Look below for the line containing "for violation in"; from there, print each line exactly up to and including the line containing "let plain = serialize(&ann, &config.serialize_options())?;", and stop.
START GIVEN ENTRIES
//! Schema Engine Demonstration
//!
//! Walks through the life of a validated record.
//!
//! Key concepts illustrated:
//! 1. Declaring structures and constructing instances
//! 2. Rejected assignments leave the record untouched
//! 3. In-place container edits through proxies
//! 4. Shared uniqueness index
//! 5. Plain-data round trips with version migration

use serde_json::json;
use typeshape_core::logging_facility::{init, Profile};
use typeshape_core::{
    construct, deserialize, serialize, ConstructOptions, DeserializeOptions, EngineConfig, Field,
    KeyStyle, Mapper, StructureType, UniquenessIndex, Value,
};

fn main() -> anyhow::Result<()> {
    init(Profile::Development);
    println!("=== Typeshape Demo ===\n");

    let config = EngineConfig::from_toml_str(
        r#"
        validation_mode = "collect_all"
        keep_undefined = false
        "#,
    )?;

    // ===== Part 1: Construction =====
    println!("## Part 1: Construction\n");

    let person = StructureType::builder("Person")
        .field("age", Field::positive_int())
        .field("name", Field::sized_string(8))
        .field("ssid", Field::string().unique().sensitive())
        .field("nicknames", Field::array_of(Field::string()).max_items(3))
        .required(["age", "ssid"])
        .key_style(KeyStyle::CamelCase)
        .versions(vec![Mapper::new().rename("age", "years")])
        .build()?;

    let index = UniquenessIndex::shared();
    let options = config.construct_options(Some(index.clone()));

    let mut ann = construct(
        &person,
        [
            ("age", Value::Int(34)),
            ("name", Value::from("Ann")),
            ("ssid", Value::from("123-45-6789")),
            ("nicknames", Value::List(Vec::new())),
        ],
        &options,
    )?;
    println!("✓ Constructed {}", ann);

    // ===== Part 2: Rejections =====
    println!("\n## Part 2: Rejections\n");

    if let Err(e) = ann.set("age", -1) {
        println!("✗ age = -1 rejected: {}", e);
    }
    if let Err(e) = ann.set("name", "Alexandra") {
        println!("✗ long name rejected: {}", e);
    }
    let invalid = construct(
        &person,
        [("age", Value::Int(0)), ("name", Value::from("Bartholomew"))],
        &options,
    );
    if let Err(e) = invalid {
        println!("✗ {} problems collected:", e.violations().len());
        for violation in e.violations() {
            println!("    - {}", violation);
        }
    }

    // ===== Part 3: Proxies =====
    println!("\n## Part 3: Container Proxies\n");

    {
        let mut nicknames = ann.seq_mut("nicknames")?;
        nicknames.extend(["Annie", "A"])?;
        if let Err(e) = nicknames.extend(["Nan", "Anna"]) {
            println!("✗ too many nicknames: {}", e);
        }
    }
    println!("✓ nicknames now {}", ann.get("nicknames").cloned().unwrap_or(Value::Null));

    // ===== Part 4: Uniqueness =====
    println!("\n## Part 4: Uniqueness\n");

    let duplicate = construct(
        &person,
        [("age", Value::Int(40)), ("ssid", Value::from("123-45-6789"))],
        &options,
    );
    if let Err(e) = duplicate {
        println!("✗ duplicate ssid rejected: {}", e);
    }
    println!("Index holds {} claim(s)", index.len());

    // ===== Part 5: Plain data =====
    println!("\n## Part 5: Plain Data\n");

    let plain = serialize(&ann, &config.serialize_options())?;
    println!("serialized: {}", plain);

    index.reset();
    let old_record = json!({"years": 7, "ssid": "987-65-4321"});
    let migrated = deserialize(&person, &old_record, &DeserializeOptions::default())?;
    println!(
        "✓ version 1 record migrated to version {}: {}",
        migrated.version().unwrap_or_default(),
        migrated
    );

    println!("\n=== Demo complete ===");
    Ok(())
}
END GIVEN ENTRIES
(REPLY):
        for violation in e.violations() {
            println!("    - {}", violation);
        }
    }

    // ===== Part 3: Proxies =====
    println!("\n## Part 3: Container Proxies\n");

    {
        let mut nicknames = ann.seq_mut("nicknames")?;
        nicknames.extend(["Annie", "A"])?;
        if let Err(e) = nicknames.extend(["Nan", "Anna"]) {
            println!("✗ too many nicknames: {}", e);
        }
    }
    println!("✓ nicknames now {}", ann.get("nicknames").cloned().unwrap_or(Value::Null));

    // ===== Part 4: Uniqueness =====
    println!("\n## Part 4: Uniqueness\n");

    let duplicate = construct(
        &person,
        [("age", Value::Int(40)), ("ssid", Value::from("123-45-6789"))],
        &options,
    );
    if let Err(e) = duplicate {
        println!("✗ duplicate ssid rejected: {}", e);
    }
    println!("Index holds {} claim(s)", index.len());

    // ===== Part 5: Plain data =====
    println!("\n## Part 5: Plain Data\n");

    let plain = serialize(&ann, &config.serialize_options())?;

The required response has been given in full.